__Task objective__
For this task, every record below must be reproduced exactly.

__The data__
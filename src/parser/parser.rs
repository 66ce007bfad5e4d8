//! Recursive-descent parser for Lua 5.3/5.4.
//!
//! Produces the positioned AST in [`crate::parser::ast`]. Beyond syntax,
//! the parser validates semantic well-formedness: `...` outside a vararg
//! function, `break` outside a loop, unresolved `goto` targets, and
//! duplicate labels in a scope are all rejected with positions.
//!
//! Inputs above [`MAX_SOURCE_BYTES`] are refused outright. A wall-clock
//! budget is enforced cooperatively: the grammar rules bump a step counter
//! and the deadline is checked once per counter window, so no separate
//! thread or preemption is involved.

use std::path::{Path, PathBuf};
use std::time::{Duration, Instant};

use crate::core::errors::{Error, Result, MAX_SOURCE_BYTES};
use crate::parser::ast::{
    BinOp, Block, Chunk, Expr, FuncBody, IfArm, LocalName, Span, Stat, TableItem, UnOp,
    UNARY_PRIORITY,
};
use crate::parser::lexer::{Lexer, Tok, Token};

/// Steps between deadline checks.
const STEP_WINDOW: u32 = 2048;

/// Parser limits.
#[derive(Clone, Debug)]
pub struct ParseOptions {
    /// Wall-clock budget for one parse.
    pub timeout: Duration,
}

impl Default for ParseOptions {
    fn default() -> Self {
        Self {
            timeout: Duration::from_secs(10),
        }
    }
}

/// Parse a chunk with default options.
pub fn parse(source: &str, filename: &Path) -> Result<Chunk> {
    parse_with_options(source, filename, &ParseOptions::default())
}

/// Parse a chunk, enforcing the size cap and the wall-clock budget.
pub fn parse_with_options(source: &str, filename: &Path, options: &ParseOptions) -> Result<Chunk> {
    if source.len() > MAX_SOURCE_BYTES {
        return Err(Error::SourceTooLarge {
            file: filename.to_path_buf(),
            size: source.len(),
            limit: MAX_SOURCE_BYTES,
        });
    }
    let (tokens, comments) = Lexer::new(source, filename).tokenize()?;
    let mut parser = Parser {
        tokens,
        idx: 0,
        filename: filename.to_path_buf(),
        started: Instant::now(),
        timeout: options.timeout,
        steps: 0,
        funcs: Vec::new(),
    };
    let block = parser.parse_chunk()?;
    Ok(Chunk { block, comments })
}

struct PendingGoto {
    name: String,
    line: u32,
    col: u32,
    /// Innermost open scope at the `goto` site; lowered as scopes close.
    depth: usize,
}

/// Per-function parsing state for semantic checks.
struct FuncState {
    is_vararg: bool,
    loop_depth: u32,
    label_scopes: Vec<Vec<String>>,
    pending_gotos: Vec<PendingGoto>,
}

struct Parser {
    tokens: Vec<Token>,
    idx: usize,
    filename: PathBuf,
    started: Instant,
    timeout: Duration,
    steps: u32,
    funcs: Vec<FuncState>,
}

__Task response__
filename src/parser/parser.rs
repository 66ce007bfad5e4d8
//! Recursive-descent parser for Lua 5.3/5.4.
//!
//! Produces the positioned AST in [`crate::parser::ast`]. Beyond syntax,
//! the parser validates semantic well-formedness: `...` outside a vararg
//! function, `break` outside a loop, unresolved `goto` targets, and
//! duplicate labels in a scope are all rejected with positions.
//!
//! Inputs above [`MAX_SOURCE_BYTES`] are refused outright. A wall-clock
//! budget is enforced cooperatively: the grammar rules bump a step counter
//! and the deadline is checked once per counter window, so no separate
//! thread or preemption is involved.

use std::path::{Path, PathBuf};
use std::time::{Duration, Instant};

use crate::core::errors::{Error, Result, MAX_SOURCE_BYTES};
use crate::parser::ast::{
    BinOp, Block, Chunk, Expr, FuncBody, IfArm, LocalName, Span, Stat, TableItem, UnOp,
    UNARY_PRIORITY,
};
use crate::parser::lexer::{Lexer, Tok, Token};

/// Steps between deadline checks.
const STEP_WINDOW: u32 = 2048;

/// Parser limits.
#[derive(Clone, Debug)]
pub struct ParseOptions {
    /// Wall-clock budget for one parse.
    pub timeout: Duration,
}

impl Default for ParseOptions {
    fn default() -> Self {
        Self {
            timeout: Duration::from_secs(10),
        }
    }
}

/// Parse a chunk with default options.
pub fn parse(source: &str, filename: &Path) -> Result<Chunk> {
    parse_with_options(source, filename, &ParseOptions::default())
}

/// Parse a chunk, enforcing the size cap and the wall-clock budget.
pub fn parse_with_options(source: &str, filename: &Path, options: &ParseOptions) -> Result<Chunk> {
    if source.len() > MAX_SOURCE_BYTES {
        return Err(Error::SourceTooLarge {
            file: filename.to_path_buf(),
            size: source.len(),
            limit: MAX_SOURCE_BYTES,
        });
    }
    let (tokens, comments) = Lexer::new(source, filename).tokenize()?;
    let mut parser = Parser {
        tokens,
        idx: 0,
        filename: filename.to_path_buf(),
        started: Instant::now(),
        timeout: options.timeout,
        steps: 0,
        funcs: Vec::new(),
    };
    let block = parser.parse_chunk()?;
    Ok(Chunk { block, comments })
}

struct PendingGoto {
    name: String,
    line: u32,
    col: u32,
    /// Innermost open scope at the `goto` site; lowered as scopes close.
    depth: usize,
}

/// Per-function parsing state for semantic checks.
struct FuncState {
    is_vararg: bool,
    loop_depth: u32,
    label_scopes: Vec<Vec<String>>,
    pending_gotos: Vec<PendingGoto>,
}

struct Parser {
    tokens: Vec<Token>,
    idx: usize,
    filename: PathBuf,
    started: Instant,
    timeout: Duration,
    steps: u32,
    funcs: Vec<FuncState>,
}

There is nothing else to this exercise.